Just the thought of finding another normal human being flooded her with relief. As she walked softly to the doorway, she kept crooning to herself that soon, soon this would end; soon she and Tami would be fine.
She paused before entering the hallway and peered out toward what she knew was Irene and Gerald’s bedroom. The door was open, but there were no signs of any movement and she could hear no voices. She saw two other bedrooms with closed doors and imagined that in one of them Tami slept.
If only she could go to her and wake her quietly and then corral her out of the house quickly; but she knew the attempt would be too risky. Even if neither Gerald nor Irene heard them, Shirley would, and by now Stacey had come to fear her almost as much as she did the two mad adults.
She closed her eyes as though to block out the pain of leaving Tami behind, even for what might prove only a short while, and stepped into the hallway. It was only then she realized she had seen and taken note of very little in and about this house. She had come up those stairs blindly, in a rage to find Tami. She understood that it hadn’t been quite two days, but she felt she had been trapped for months.
She was weak from the struggle and from so little nourishment and from whatever Gerald had put in her food to suck energy from her. The tension and the torment had damaged her sense of perspective. She lost her ability to gauge distance and couldn’t determine how far she was from the front door. She couldn’t remember if the road bordered the house or stretched away from it. Nevertheless, she stepped forward, determined and strong as never before. Her husband might not have recognized her.

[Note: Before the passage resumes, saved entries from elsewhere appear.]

//! Store `freeGamesPromotions` payload

use serde::{Deserialize, Serialize};

use crate::de::{lenient, lenient_int, lenient_vec, nullable};

/// Top level of the promotions response:
/// `data.Catalog.searchStore.elements[]`
#[derive(Debug, Clone, Default, Serialize, Deserialize)]
pub struct FreeGamesResponse {
    #[serde(default, deserialize_with = "nullable")]
    pub data: CatalogData,
}

impl FreeGamesResponse {
    pub fn games(&self) -> &[Game] {
        &self.data.catalog.search_store.elements
    }

    pub fn into_games(self) -> Vec<Game> {
        self.data.catalog.search_store.elements
    }
}

#[derive(Debug, Clone, Default, Serialize, Deserialize)]
pub struct CatalogData {
    #[serde(default, rename = "Catalog", deserialize_with = "nullable")]
    pub catalog: Catalog,
}

#[derive(Debug, Clone, Default, Serialize, Deserialize)]
pub struct Catalog {
    #[serde(default, rename = "searchStore", deserialize_with = "nullable")]
    pub search_store: SearchStore,
}

#[derive(Debug, Clone, Default, Serialize, Deserialize)]
pub struct SearchStore {
    #[serde(default, deserialize_with = "lenient_vec")]
    pub elements: Vec<Game>,
}

/// One catalog element
#[derive(Debug, Clone, Default, PartialEq, Serialize, Deserialize)]
pub struct Game {
    #[serde(default, deserialize_with = "lenient")]
    pub title: String,
    #[serde(default, deserialize_with = "lenient")]
    pub description: String,
    /// `None` when the field is absent or `null`
    #[serde(default, deserialize_with = "lenient")]
    pub promotions: Option<Promotions>,
}

#[derive(Debug, Clone, Default, PartialEq, Serialize, Deserialize)]
#[serde(rename_all = "camelCase")]
pub struct Promotions {
    #[serde(default, deserialize_with = "lenient_vec")]
    pub promotional_offers: Vec<OfferSet>,
    #[serde(default, rename = "upcomingPromotionalOffers", deserialize_with = "lenient_vec")]
    pub upcoming_offers: Vec<OfferSet>,
}

impl Promotions {
    pub fn is_empty(&self) -> bool {
        self.promotional_offers.is_empty() && self.upcoming_offers.is_empty()
    }
}

#[derive(Debug, Clone, Default, PartialEq, Serialize, Deserialize)]
pub struct OfferSet {
    #[serde(default, rename = "promotionalOffers", deserialize_with = "lenient_vec")]
    pub offers: Vec<PromotionOffer>,
}

/// A time-bounded discount record
#[derive(Debug, Clone, Default, PartialEq, Serialize, Deserialize)]
#[serde(rename_all = "camelCase")]
pub struct PromotionOffer {
    #[serde(default, deserialize_with = "lenient")]
    pub start_date: Option<String>,
    #[serde(default, deserialize_with = "lenient")]
    pub end_date: Option<String>,
    #[serde(default, deserialize_with = "lenient")]
    pub discount_setting: Option<DiscountSetting>,
}

impl PromotionOffer {
    /// Discount percentage; a missing setting counts as 0.
    pub fn discount_percentage(&self) -> i64 {
        self.discount_setting
            .as_ref()
            .and_then(|s| s.discount_percentage)
            .unwrap_or(0)
    }

    /// A 0% discount denotes a free item.
    pub fn is_free(&self) -> bool {
        self.discount_percentage() == 0
    }
}

#[derive(Debug, Clone, Default, PartialEq, Serialize, Deserialize)]
#[serde(rename_all = "camelCase")]
pub struct DiscountSetting {
    #[serde(default, deserialize_with = "lenient")]
    pub discount_type: Option<String>,
    #[serde(default, deserialize_with = "lenient_int")]
    pub discount_percentage: Option<i64>,
}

There was no carpeting on the hardwood hall floor. The boards creaked under her feet. The sounds were tiny, but in her heightened awareness, they broke like little explosions. She paused, holding her breath. She wanted to look back every once in a while to see if she had been discovered, but she couldn’t. Her mind was set totally on reaching that stairway. She even thought it might be bad luck to look back.
She prowled close to the wall on her right, noticing the streaks along the bottom half. The faded green paint was marred by what looked to be handprints and miscellaneous smudges. She imagined the random markings were the product of Shirley, the graffiti of madness, turning the place into the hallway of some kind of asylum for lunatics and the demented.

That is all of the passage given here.